Woman missed her citizenship ceremony and now she may lose her citizenship. Her husband insisted on speaking on her behalf. I said I would like his wife to speak instead.
He said her English was not so good.
'Not so good' would be an understatement. Or perhaps an overstatement. His wife has virtually zero English. So how on earth did she get her English certificate needed to get citizenship?
We see clients on a 'taxi-rank' system: whoever comes next. We cannot choose our clients. Although lately there have been many Tamil women clients who insisted on seeing our Tamil assessor, which is bad practice.
By sheer coincidence I saw the same Afghani man twice.
The first time he was really angry because he said he waited so long he missed going to the mosque (which was just across the road) to pray. I said it was nearly 3pm and I still had not the time to stop for lunch.
He thought we were useless as I refused to help him fill in some forms to get his son into a secondary school. At such-and-such CAB he said there were people who helped him complete all his forms.
You mean there was no one at the mosque who could help him? No.
I explained that my role was not to fill in forms. He has five children. He would have very many forms to fill in. Then he disclosed that he has English lessons five days a week. I suggested that he got his teacher to help him. Use the form as a practical exercise. I trained to teach English as a Second Language and I know that these are precisely the kind of work that teachers think are worth doing.
However if he was really stuck he could come back the following week and I will -- with the permission of my manager, as this is not within my role description -- try my best to help him.
I also made other suggestions as to how his family, in particular his wife, would do well to try to learn as much English as possible. There are libraries. Borrow CDs. Do not watch TV. Listen to the radio. Read books. He listened with intent. His eyes said he was really keen to learn.
He did not come back the following week for help with the forms. Good. That means he was able to find help.
But he was back last week with another issue.
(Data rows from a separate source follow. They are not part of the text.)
//! TCP listener for a tablet service.

use crate::error::{ServerResult, TabletServerError};
use crate::service::{Response, TabletService};
use bytes::Bytes;
use shardwire_tabletconn::{read_frame, write_frame, FrameService, SessionId};
use std::future::Future;
use std::sync::Arc;
use std::time::Duration;
use tokio::io::AsyncReadExt;
use tokio::net::{TcpListener, TcpStream};
use tokio::sync::mpsc;
use tokio::task::JoinSet;
use tokio::time::{Instant, MissedTickBehavior};
use tracing::{debug, info, warn};

/// Serves a [`TabletService`] over length-delimited TCP frames.
///
/// Each connection carries sequential unary calls, or one streaming call
/// whose frames are written until the end marker. A connection is one
/// session: transactions it leaves open are rolled back when it ends.
///
/// # Example
///
/// ```no_run
/// use shardwire_tablet::{MemoryEngine, ServerConfig, TabletServer, TabletService};
/// use std::sync::Arc;
///
/// # async fn demo() -> shardwire_tablet::ServerResult<()> {
/// let config = ServerConfig::default();
/// let service = Arc::new(TabletService::new(config, Arc::new(MemoryEngine::new())));
/// let server = TabletServer::new(service);
/// let listener = server.bind().await?;
/// server.serve(listener, async { let _ = tokio::signal::ctrl_c().await; }).await
/// # }
/// ```
pub struct TabletServer {
    service: Arc<TabletService>,
}

impl TabletServer {
    /// Creates a server for `service`.
    pub fn new(service: Arc<TabletService>) -> Self {
        Self { service }
    }

    /// Returns the served service.
    pub fn service(&self) -> &Arc<TabletService> {
        &self.service
    }

    /// Binds the configured address.
    pub async fn bind(&self) -> ServerResult<TcpListener> {
        Ok(TcpListener::bind(self.service.config().bind_addr).await?)
    }

    /// Accepts connections until `shutdown` resolves.
    ///
    /// Health snapshots are refreshed from the engine every
    /// `health_interval`. Open connections are dropped at shutdown.
    pub async fn serve<F>(&self, listener: TcpListener, shutdown: F) -> ServerResult<()>
    where
        F: Future<Output = ()> + Send,
    {
        let addr = listener.local_addr()?;
        info!(%addr, target = %self.service.target(), "tablet serving");

        let period = self.service.config().health_interval.max(Duration::from_millis(1));
        let mut ticker = tokio::time::interval_at(Instant::now() + period, period);
        ticker.set_missed_tick_behavior(MissedTickBehavior::Delay);

        let mut connections = JoinSet::new();
        tokio::pin!(shutdown);
        loop {
            tokio::select! {
                _ = &mut shutdown => break,
                _ = ticker.tick() => self.service.publish_health(),
                accepted = listener.accept() => match accepted {
                    Ok((socket, peer)) => {
                        debug!(%peer, "client connected");
                        let service = Arc::clone(&self.service);
                        connections.spawn(async move {
                            if let Err(e) = serve_connection(service, socket).await {
                                warn!(%peer, error = %e, "connection failed");
                            }
                            debug!(%peer, "client disconnected");
                        });
                    }
                    Err(e) => warn!(error = %e, "accept failed"),
                },
                Some(_) = connections.join_next(), if !connections.is_empty() => {}
            }
        }

        connections.abort_all();
        while connections.join_next().await.is_some() {}
        info!(%addr, "tablet stopped");
        Ok(())
    }
}

/// Closes a connection's session however the connection ends.
struct SessionGuard {
    service: Arc<TabletService>,
    session: SessionId,
}

impl SessionGuard {
    fn open(service: Arc<TabletService>) -> Self {
        let session = service.open_session();
        Self { service, session }
    }
}

impl Drop for SessionGuard {
    fn drop(&mut self) {
        self.service.close_session(self.session);
    }
}

async fn serve_connection(service: Arc<TabletService>, mut socket: TcpStream) -> ServerResult<()> {
    socket.set_nodelay(true)?;
    let max_frame_len = service.config().max_frame_len;
    let guard = SessionGuard::open(service);
    while let Some(request) = read_frame(&mut socket, max_frame_len).await? {
        match guard.service.respond(guard.session, &request) {
            Response::Unary(reply) => write_frame(&mut socket, &reply).await?,
            Response::Stream(frames) => forward_stream(&mut socket, frames).await?,
        }
    }
    Ok(())
}

/// Writes stream frames until the producer finishes or the client hangs up.
async fn forward_stream(socket: &mut TcpStream, mut frames: mpsc::Receiver<Bytes>) -> ServerResult<()> {
    let (mut reader, mut writer) = socket.split();
    let mut peek = [0u8; 1];
    loop {
        tokio::select! {
            frame = frames.recv() => match frame {
                Some(frame) => write_frame(&mut writer, &frame).await?,
                None => return Ok(()),
            },
            read = reader.read(&mut peek) => {
                return match read? {
                    0 => Ok(()),
                    _ => Err(TabletServerError::InvalidRequest(
                        "unexpected data on a streaming connection".into(),
                    )),
                };
            }
        }
    }
}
He was smiling.
I said you must have thought it was a bit 'off' that this little Chinese woman was telling him, a grown Muslim man, what to do. He smiled and said, 'yes!' But he also realised that what I said was helpful.
Again we could not actually help with his current problem. I did manage to show him how to make an online appointment at the local government office and briefed him as to what he needed to say to the officers there. It transpires that he was really keen for his daughters to have a good education. Good for him, I thought.
Yesterday I met him in town, wife and two children in tow. He recognized me and stopped me and smiled and was really friendly. I asked vaguely if everything was OK. He replied vaguely that everything was. I smiled to his wife, who looked really nervous, and went on my way.
I could have got very upset with his whining about his missing his Friday prayers the first time. But now I hope and pray I have made a start in getting him to help himself and family, and in particular his wife and daughters, to become a net contributor to British society.